- Born: 1965 (age 60–61)
- Occupation: Lawyer

= Colby Vokey =

American lawyer and US Marine Corps officer

Colby Vokey (born 1965) is an American lawyer and former officer in the United States Marine Corps. He currently practices criminal defense law in his own private practice. He represents clients in all types of criminal matters, with particular emphasis on cases involving military law. Vokey earned the rank of lieutenant colonel and served as a judge advocate in the United States Marine Corps during 21 years of service to his country. His retirement from the Marine Corps became effective November 1, 2008. During his military career, Vokey earned worldwide praise for his work ethic and integrity, based in part on his work for defendants detained at Guantanamo Bay, Cuba, who faced charges stemming from the war in Iraq.

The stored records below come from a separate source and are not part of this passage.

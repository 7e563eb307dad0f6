#![allow(unexpected_cfgs)]

use anchor_lang::prelude::*;

use instructions::admin::*;
use instructions::user::*;

pub mod states;
pub mod instructions;
pub mod components;
pub mod utils;
pub mod events;

declare_id!("Fny5mCfgyefMTN8X2NcSxR83cMhJ2v2wT4bLEN6GA74H");

#[program]
pub mod strata_program {
    use super::*;

    pub fn initialize(
        ctx: Context<InitializeInstructionAccounts>,
        min_cr_bps: u64,
        target_cr_bps: u64,
        init_sol_usd: u64,
        init_lst_rate: u64,
    ) -> Result<()> {
        instructions::admin::initialize(ctx, min_cr_bps, target_cr_bps, init_sol_usd, init_lst_rate)
    }

    pub fn update_parameters(
        ctx: Context<UpdateParametersInstructionAccounts>,
        new_min_cr_bps: u64,
        new_target_cr_bps: u64,
    ) -> Result<()> {
        instructions::admin::update_parameters(ctx, new_min_cr_bps, new_target_cr_bps)
    }

    pub fn update_fees(
        ctx: Context<UpdateFeesInstructionAccounts>,
        stable_mint_fee_bps: u64,
        stable_redeem_fee_bps: u64,
        lev_mint_fee_bps: u64,
        lev_redeem_fee_bps: u64,
    ) -> Result<()> {
        instructions::admin::update_fees(
            ctx,
            stable_mint_fee_bps,
            stable_redeem_fee_bps,
            lev_mint_fee_bps,
            lev_redeem_fee_bps,
        )
    }

    pub fn update_treasury(
        ctx: Context<UpdateTreasuryInstructionAccounts>,
        new_treasury: Pubkey,
    ) -> Result<()> {
        instructions::admin::update_treasury(ctx, new_treasury)
    }

    pub fn update_prices(
        ctx: Context<UpdatePricesInstructionAccounts>,
        sol_usd: u64,
        lst_rate: u64,
        conf_usd: u64,
    ) -> Result<()> {
        instructions::admin::update_prices(ctx, sol_usd, lst_rate, conf_usd)
    }

    pub fn sync_exchange_rate(ctx: Context<SyncExchangeRateInstructionAccounts>) -> Result<()> {
        instructions::admin::sync_exchange_rate(ctx)
    }

    pub fn emergency_pause(
        ctx: Context<EmergencyPauseInstructionAccounts>,
        mint_paused: bool,
        redeem_paused: bool,
    ) -> Result<()> {
        instructions::admin::emergency_pause(ctx, mint_paused, redeem_paused)
    }

    // User instructions
    pub fn mint_stable(
        ctx: Context<MintStableInstructionAccounts>,
        lst_in: u64,
        min_stable_out: u64,
    ) -> Result<()> {
        instructions::user::mint_stable(ctx, lst_in, min_stable_out)
    }

    pub fn redeem_stable(
        ctx: Context<RedeemStableInstructionAccounts>,
        stable_in: u64,
        min_lst_out: u64,
    ) -> Result<()> {
        instructions::user::redeem_stable(ctx, stable_in, min_lst_out)
    }

    pub fn mint_lev(
        ctx: Context<MintLevInstructionAccounts>,
        lst_in: u64,
        min_lev_out: u64,
    ) -> Result<()> {
        instructions::user::mint_lev(ctx, lst_in, min_lev_out)
    }

    pub fn redeem_lev(
        ctx: Context<RedeemLevInstructionAccounts>,
        lev_in: u64,
        min_lst_out: u64,
    ) -> Result<()> {
        instructions::user::redeem_lev(ctx, lev_in, min_lst_out)
    }
}
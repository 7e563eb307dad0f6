use crate::utils::StrataError;

/// Computes `a * b / c` rounded down, widening through u128.
///
/// # Arguments
/// * `a`, `b` - factors
/// * `c` - divisor, must be nonzero
///
/// # Returns
/// * `Result<u64, StrataError>` - floored quotient, `MathOverflow` if the
///   true result does not fit in u64
pub fn mul_div_down(a: u64, b: u64, c: u64) -> Result<u64, StrataError> {
    if c == 0 {
        return Err(StrataError::DivisionByZero);
    }
    // u64 * u64 always fits in u128
    let wide = (a as u128) * (b as u128) / (c as u128);
    u64::try_from(wide).map_err(|_| StrataError::MathOverflow)
}

/// Computes `a * b / c` rounded up, widening through u128.
pub fn mul_div_up(a: u64, b: u64, c: u64) -> Result<u64, StrataError> {
    if c == 0 {
        return Err(StrataError::DivisionByZero);
    }
    let wide = ((a as u128) * (b as u128)).div_ceil(c as u128);
    u64::try_from(wide).map_err(|_| StrataError::MathOverflow)
}
use crate::components::{dynamic_fee_bps, mul_div_down, mul_div_up, FeeDirection, PricingView};
use crate::states::GlobalState;
use crate::utils::{StrataError, BPS_PRECISION, MIN_LEV_MINT, SOL_PRECISION};

pub struct MintLevResult {
    pub fee_bps: u64,
    /// SOL value of the deposited LST, lamports.
    pub sol_in: u64,
    /// Leveraged tokens minted in total; supply grows by this.
    pub lev_gross: u64,
    pub fee_lev: u64,
    pub user_lev: u64,
}

/// Arithmetic for minting the leveraged token against an LST deposit.
/// Risk-reducing: fresh equity enters, so no post-CR gate.
///
/// The first minter (zero supply) receives tokens 1:1 with the SOL
/// value of the deposit, which pins the starting NAV at 1.0 and makes
/// donation-based NAV inflation pointless.
pub fn compute_mint_lev(
    state: &GlobalState,
    pricing: &PricingView,
    lst_in: u64,
    min_lev_out: u64,
) -> Result<MintLevResult, StrataError> {
    let sol_in = mul_div_down(lst_in, state.lst_to_sol_rate, SOL_PRECISION)?;

    let lev_gross = if state.lev_supply == 0 {
        sol_in
    } else {
        // Outstanding supply with zero equity has no meaningful NAV;
        // minting against it would hand out unbounded tokens.
        if pricing.lev_nav_sol == 0 {
            return Err(StrataError::InsolventProtocol);
        }
        mul_div_down(sol_in, SOL_PRECISION, pricing.lev_nav_sol)?
    };

    if lev_gross < MIN_LEV_MINT {
        return Err(StrataError::AmountTooSmall);
    }

    let fee_bps = dynamic_fee_bps(
        state,
        state.lev_mint_fee_bps,
        FeeDirection::RiskReducing,
        pricing.cr_bps,
    )?;

    let fee_lev = mul_div_up(lev_gross, fee_bps, BPS_PRECISION)?;
    let user_lev = lev_gross
        .checked_sub(fee_lev)
        .ok_or(StrataError::MathOverflow)?;

    if user_lev < min_lev_out {
        return Err(StrataError::SlippageExceeded);
    }

    Ok(MintLevResult {
        fee_bps,
        sol_in,
        lev_gross,
        fee_lev,
        user_lev,
    })
}
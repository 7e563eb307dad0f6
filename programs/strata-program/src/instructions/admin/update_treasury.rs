use anchor_lang::prelude::*;

use crate::components::check_authority;
use crate::states::GlobalState;
use crate::utils::{STATE_SEED, STRATA_SEED};

pub fn update_treasury(
    ctx: Context<UpdateTreasuryInstructionAccounts>,
    new_treasury: Pubkey,
) -> Result<()> {
    let state = &mut ctx.accounts.global_state;

    check_authority(state, &ctx.accounts.signer)?;

    state.treasury = new_treasury;

    msg!("UpdateTreasury {{treasury: {}}}", new_treasury);

    Ok(())
}

#[derive(Accounts)]
pub struct UpdateTreasuryInstructionAccounts<'info> {
    #[account(mut)]
    pub signer: Signer<'info>,

    #[account(mut, seeds = [STRATA_SEED.as_bytes(), STATE_SEED.as_bytes()], bump)]
    pub global_state: Account<'info, GlobalState>,
}
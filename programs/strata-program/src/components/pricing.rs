use crate::components::{mul_div_down, mul_div_up};
use crate::states::GlobalState;
use crate::utils::{StrataError, BPS_PRECISION, CR_SENTINEL_MAX, SOL_PRECISION};

/// Read-only balance-sheet view derived from the current snapshot.
/// The only source of truth consumed by the fee engine and the
/// mint/redeem handlers.
pub struct PricingView {
    /// SOL value of the vault's LST holdings, in lamports.
    pub tvl_sol: u64,
    /// SOL value of the outstanding stablecoin supply, rounded up.
    pub liability_sol: u64,
    /// `tvl - liability`, floored at zero.
    pub equity_sol: u64,
    /// `tvl / liability` in bps; `CR_SENTINEL_MAX` with no liability.
    pub cr_bps: u64,
    /// SOL value of one whole leveraged token, 9-decimal.
    pub lev_nav_sol: u64,
}

/// Derives the pricing view from `(total_lst, stable_supply,
/// lev_supply, sol_usd_price, lst_to_sol_rate)`. Pure, no mutation.
///
/// Liability rounds up so the accounted debt can only overstate;
/// with zero leveraged supply the NAV is defined as 1.0 SOL so the
/// first minter gets tokens 1:1 with the SOL value deposited.
pub fn pricing_view(state: &GlobalState) -> Result<PricingView, StrataError> {
    let tvl_sol = mul_div_down(state.total_lst_amount, state.lst_to_sol_rate, SOL_PRECISION)?;

    let liability_sol = if state.stable_supply == 0 {
        0
    } else {
        mul_div_up(state.stable_supply, SOL_PRECISION, state.sol_usd_price)?
    };

    let equity_sol = tvl_sol.saturating_sub(liability_sol);

    let cr_bps = if liability_sol == 0 {
        CR_SENTINEL_MAX
    } else {
        mul_div_down(tvl_sol, BPS_PRECISION, liability_sol)?
    };

    let lev_nav_sol = if state.lev_supply == 0 {
        SOL_PRECISION
    } else {
        mul_div_down(equity_sol, SOL_PRECISION, state.lev_supply)?
    };

    Ok(PricingView {
        tvl_sol,
        liability_sol,
        equity_sol,
        cr_bps,
        lev_nav_sol,
    })
}
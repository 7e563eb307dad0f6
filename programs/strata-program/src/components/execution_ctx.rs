use anchor_lang::prelude::*;
use anchor_lang::solana_program::{
    instruction::{get_stack_height, TRANSACTION_LEVEL_STACK_HEIGHT},
    pubkey,
    sysvar::instructions::{load_current_index_checked, load_instruction_at_checked},
};

use crate::utils::StrataError;

const COMPUTE_BUDGET_ID: Pubkey = pubkey!("ComputeBudget111111111111111111111111111111");

/// Rejects any invocation that is not the top-level entry of its
/// transaction, so no downstream callee can observe intermediate
/// balance-sheet state:
/// - the instruction at the current index must be executed by this
///   program (otherwise we are inside a CPI),
/// - the stack height must be the transaction level,
/// - every preceding instruction must be a compute-budget instruction
///   (those never invoke this program).
pub fn check_execution_ctx(instruction_sysvar: &AccountInfo) -> Result<()> {
    let current_index: usize = load_current_index_checked(instruction_sysvar)?.into();

    let current_ix = load_instruction_at_checked(current_index, instruction_sysvar)?;
    if crate::ID != current_ix.program_id {
        return Err(StrataError::InvalidCPIContext.into());
    }

    if get_stack_height() > TRANSACTION_LEVEL_STACK_HEIGHT {
        return Err(StrataError::InvalidCPIContext.into());
    }

    for ixn in 0..current_index {
        let ix = load_instruction_at_checked(ixn, instruction_sysvar)?;
        if ix.program_id != COMPUTE_BUDGET_ID {
            return Err(StrataError::InvalidCPIContext.into());
        }
    }

    Ok(())
}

Vokey has been the subject of controversy during his efforts to defend Omar Khadr one of the dozen captives held in the Guantanamo Bay detention camps, in Cuba who eventually faced charges before a Guantanamo military commission.

==Gag order and investigation==

In the fall of 2006 Vokey, and his paralegal Sergeant Heather Cerveny, had a gag order imposed on them after Cerveny filed an affidavit in which she described GIs in Guantanamo's enlisted club bragging about routine abuse of the captives.
Muneer Ahmad, Khadr's civilian lawyer reported that Vokey and Cerveny had been ordered not to comment on conditions at Guantanamo.

The report quotes a statement released on behalf of Colonel Carol Joyce, the Marines' chief defense counsel, who:
... had directed him not to communicate with the media "pending her review of the facts. This is necessary to ensure all actions of counsel are in compliance with regulations establishing professional standards for military attorneys,"

Colonel Richard Basset was the officer assigned to investigate the allegations in Cerveny's affidavit.
He returned from his investigation on November 15, 2006.
He submitted his report on December 10, 2006.
The report was not immediately made public.
A thirteen-page heavily redacted summary of the inquiry was eventually made public.

Within a year, the lieutenant colonel had announced his retirement from the US Marine Corps.

==Retirement==

The San Diego Union Tribune profiled Vokey following his retirement.
The Union Tribune noted he had been forced into retirement even though another of his clients, Staff Sergeant Frank Wuterich, who faces charges for the murder of two dozen civilians in Haditha, Iraq, has not had his court martial.